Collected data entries
--------------------------------

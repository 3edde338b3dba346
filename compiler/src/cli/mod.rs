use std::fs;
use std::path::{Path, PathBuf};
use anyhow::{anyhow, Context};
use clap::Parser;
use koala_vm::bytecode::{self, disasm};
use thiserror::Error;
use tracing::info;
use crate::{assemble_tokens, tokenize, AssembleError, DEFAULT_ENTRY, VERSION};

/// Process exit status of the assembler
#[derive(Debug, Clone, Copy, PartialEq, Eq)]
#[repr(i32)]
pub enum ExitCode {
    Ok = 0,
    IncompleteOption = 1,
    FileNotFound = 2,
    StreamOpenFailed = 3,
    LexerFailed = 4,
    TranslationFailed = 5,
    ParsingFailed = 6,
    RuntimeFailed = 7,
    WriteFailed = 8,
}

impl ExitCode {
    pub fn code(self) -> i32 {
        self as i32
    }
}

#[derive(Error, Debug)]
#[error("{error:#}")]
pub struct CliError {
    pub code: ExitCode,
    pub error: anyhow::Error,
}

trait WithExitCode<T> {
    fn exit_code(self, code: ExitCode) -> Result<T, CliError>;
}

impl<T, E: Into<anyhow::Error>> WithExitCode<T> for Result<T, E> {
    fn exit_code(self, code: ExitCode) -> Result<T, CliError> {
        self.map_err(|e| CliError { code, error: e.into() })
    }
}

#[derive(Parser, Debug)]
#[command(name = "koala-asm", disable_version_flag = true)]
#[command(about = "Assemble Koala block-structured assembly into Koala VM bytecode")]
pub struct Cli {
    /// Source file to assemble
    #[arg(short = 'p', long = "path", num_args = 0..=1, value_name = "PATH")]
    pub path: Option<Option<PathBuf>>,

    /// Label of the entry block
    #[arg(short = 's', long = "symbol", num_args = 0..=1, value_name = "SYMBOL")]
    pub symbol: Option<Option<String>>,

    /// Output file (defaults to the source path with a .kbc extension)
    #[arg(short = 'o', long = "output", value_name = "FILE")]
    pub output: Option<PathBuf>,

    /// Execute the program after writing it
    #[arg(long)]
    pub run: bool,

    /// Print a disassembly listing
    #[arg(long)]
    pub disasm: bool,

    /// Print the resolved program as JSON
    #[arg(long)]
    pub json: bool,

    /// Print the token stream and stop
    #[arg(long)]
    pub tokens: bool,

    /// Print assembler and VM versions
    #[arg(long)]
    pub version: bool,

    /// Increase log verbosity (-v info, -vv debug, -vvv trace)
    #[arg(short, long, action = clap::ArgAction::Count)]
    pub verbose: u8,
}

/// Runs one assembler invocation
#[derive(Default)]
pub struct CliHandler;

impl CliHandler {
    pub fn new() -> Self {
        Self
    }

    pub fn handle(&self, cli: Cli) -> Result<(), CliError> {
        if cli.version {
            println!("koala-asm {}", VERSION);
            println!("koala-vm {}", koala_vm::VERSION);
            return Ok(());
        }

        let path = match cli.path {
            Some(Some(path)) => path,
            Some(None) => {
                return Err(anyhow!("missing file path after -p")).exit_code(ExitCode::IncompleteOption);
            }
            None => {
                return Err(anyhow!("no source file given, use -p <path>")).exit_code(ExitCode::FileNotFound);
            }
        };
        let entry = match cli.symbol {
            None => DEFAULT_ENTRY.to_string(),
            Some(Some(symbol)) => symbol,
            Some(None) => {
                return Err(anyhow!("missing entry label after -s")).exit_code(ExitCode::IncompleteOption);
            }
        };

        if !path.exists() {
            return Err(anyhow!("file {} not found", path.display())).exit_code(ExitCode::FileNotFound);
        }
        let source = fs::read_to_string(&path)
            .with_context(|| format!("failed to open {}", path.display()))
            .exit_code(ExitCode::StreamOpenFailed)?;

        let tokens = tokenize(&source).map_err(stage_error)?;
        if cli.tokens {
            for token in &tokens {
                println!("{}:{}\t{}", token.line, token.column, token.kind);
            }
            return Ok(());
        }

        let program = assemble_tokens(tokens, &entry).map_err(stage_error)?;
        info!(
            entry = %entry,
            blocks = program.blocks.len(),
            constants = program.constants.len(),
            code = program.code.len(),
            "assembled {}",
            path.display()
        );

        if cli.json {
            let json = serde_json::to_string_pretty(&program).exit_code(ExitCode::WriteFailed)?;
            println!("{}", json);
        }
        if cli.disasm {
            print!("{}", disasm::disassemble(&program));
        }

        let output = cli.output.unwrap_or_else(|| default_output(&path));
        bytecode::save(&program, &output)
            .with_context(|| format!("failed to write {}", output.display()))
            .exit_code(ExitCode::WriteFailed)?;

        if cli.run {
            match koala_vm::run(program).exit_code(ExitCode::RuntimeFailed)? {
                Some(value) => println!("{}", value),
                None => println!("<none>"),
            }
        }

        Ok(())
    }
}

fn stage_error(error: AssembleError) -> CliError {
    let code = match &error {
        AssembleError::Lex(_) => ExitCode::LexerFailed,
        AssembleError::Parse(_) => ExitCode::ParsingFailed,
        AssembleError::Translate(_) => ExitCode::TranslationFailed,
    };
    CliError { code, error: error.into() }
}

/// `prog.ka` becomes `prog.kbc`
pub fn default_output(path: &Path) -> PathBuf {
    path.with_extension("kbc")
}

--------------------------------

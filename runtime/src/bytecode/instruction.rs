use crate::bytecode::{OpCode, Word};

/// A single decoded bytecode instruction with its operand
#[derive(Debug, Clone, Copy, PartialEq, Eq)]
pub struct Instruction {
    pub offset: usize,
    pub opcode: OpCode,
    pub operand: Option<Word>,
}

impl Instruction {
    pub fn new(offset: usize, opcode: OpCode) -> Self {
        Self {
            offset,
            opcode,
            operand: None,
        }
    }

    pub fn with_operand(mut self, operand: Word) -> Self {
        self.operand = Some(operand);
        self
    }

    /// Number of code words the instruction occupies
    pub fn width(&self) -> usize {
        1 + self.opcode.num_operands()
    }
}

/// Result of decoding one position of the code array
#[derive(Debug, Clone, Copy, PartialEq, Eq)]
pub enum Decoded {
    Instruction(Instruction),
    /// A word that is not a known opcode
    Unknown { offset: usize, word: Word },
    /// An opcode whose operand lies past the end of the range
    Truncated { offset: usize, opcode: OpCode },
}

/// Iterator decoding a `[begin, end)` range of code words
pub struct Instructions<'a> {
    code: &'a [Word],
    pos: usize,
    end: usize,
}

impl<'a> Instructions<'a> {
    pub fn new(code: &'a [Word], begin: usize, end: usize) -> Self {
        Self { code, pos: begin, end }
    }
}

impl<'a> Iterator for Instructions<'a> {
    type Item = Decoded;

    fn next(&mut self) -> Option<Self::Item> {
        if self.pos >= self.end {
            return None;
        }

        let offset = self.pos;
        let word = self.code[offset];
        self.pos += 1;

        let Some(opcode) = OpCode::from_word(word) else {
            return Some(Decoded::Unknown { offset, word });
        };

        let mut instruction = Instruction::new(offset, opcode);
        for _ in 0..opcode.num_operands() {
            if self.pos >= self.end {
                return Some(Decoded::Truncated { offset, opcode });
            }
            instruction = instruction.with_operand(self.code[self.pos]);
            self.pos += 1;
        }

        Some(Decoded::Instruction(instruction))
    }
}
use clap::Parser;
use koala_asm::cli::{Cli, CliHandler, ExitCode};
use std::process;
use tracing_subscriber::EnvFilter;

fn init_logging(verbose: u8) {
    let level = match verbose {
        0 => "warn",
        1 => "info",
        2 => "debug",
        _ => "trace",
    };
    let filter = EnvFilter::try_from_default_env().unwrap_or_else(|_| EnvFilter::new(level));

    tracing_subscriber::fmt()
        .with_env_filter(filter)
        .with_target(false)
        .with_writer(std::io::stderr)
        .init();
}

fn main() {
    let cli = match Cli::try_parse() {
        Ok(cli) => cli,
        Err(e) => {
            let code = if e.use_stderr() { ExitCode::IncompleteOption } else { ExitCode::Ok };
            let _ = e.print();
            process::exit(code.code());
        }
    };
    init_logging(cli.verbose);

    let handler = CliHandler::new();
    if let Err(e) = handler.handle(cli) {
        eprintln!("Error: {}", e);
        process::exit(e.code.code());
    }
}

--------------------------------

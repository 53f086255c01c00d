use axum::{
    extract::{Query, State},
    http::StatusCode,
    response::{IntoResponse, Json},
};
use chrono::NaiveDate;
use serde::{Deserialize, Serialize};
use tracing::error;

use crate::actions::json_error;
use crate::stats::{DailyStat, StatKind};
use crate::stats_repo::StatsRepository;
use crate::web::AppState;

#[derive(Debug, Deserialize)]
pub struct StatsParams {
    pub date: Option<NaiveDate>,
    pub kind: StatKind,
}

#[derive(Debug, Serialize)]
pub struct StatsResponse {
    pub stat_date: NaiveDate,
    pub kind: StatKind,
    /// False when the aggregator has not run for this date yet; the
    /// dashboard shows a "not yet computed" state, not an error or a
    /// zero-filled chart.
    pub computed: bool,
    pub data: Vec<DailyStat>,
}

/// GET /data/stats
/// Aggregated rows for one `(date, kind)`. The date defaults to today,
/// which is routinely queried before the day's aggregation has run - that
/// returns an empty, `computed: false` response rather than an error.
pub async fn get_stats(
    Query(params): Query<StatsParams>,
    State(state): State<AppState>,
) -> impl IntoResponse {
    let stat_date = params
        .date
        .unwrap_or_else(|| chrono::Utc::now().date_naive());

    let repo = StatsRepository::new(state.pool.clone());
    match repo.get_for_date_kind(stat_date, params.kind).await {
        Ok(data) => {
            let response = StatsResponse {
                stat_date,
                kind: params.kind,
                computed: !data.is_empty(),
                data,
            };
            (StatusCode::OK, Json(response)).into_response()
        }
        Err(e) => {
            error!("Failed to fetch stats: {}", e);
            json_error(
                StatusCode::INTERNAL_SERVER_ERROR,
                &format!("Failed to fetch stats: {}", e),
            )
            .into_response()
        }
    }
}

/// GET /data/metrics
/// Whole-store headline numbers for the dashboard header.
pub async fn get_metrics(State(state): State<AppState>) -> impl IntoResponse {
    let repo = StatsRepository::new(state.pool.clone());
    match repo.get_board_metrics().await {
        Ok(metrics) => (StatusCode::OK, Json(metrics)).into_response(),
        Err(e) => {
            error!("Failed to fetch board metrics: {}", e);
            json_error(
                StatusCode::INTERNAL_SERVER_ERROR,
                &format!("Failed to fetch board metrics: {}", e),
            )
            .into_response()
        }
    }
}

--------------------------------

AIM OF THE TASK>
Word for word, restate the lines above from the line containing "the code array" through the line containing "let Some(opcode) = OpCode::from_word(word)", with both included and nothing else.

TASK ANSWER>
/// Result of decoding one position of the code array
#[derive(Debug, Clone, Copy, PartialEq, Eq)]
pub enum Decoded {
    Instruction(Instruction),
    /// A word that is not a known opcode
    Unknown { offset: usize, word: Word },
    /// An opcode whose operand lies past the end of the range
    Truncated { offset: usize, opcode: OpCode },
}

/// Iterator decoding a `[begin, end)` range of code words
pub struct Instructions<'a> {
    code: &'a [Word],
    pos: usize,
    end: usize,
}

impl<'a> Instructions<'a> {
    pub fn new(code: &'a [Word], begin: usize, end: usize) -> Self {
        Self { code, pos: begin, end }
    }
}

impl<'a> Iterator for Instructions<'a> {
    type Item = Decoded;

    fn next(&mut self) -> Option<Self::Item> {
        if self.pos >= self.end {
            return None;
        }

        let offset = self.pos;
        let word = self.code[offset];
        self.pos += 1;

        let Some(opcode) = OpCode::from_word(word) else {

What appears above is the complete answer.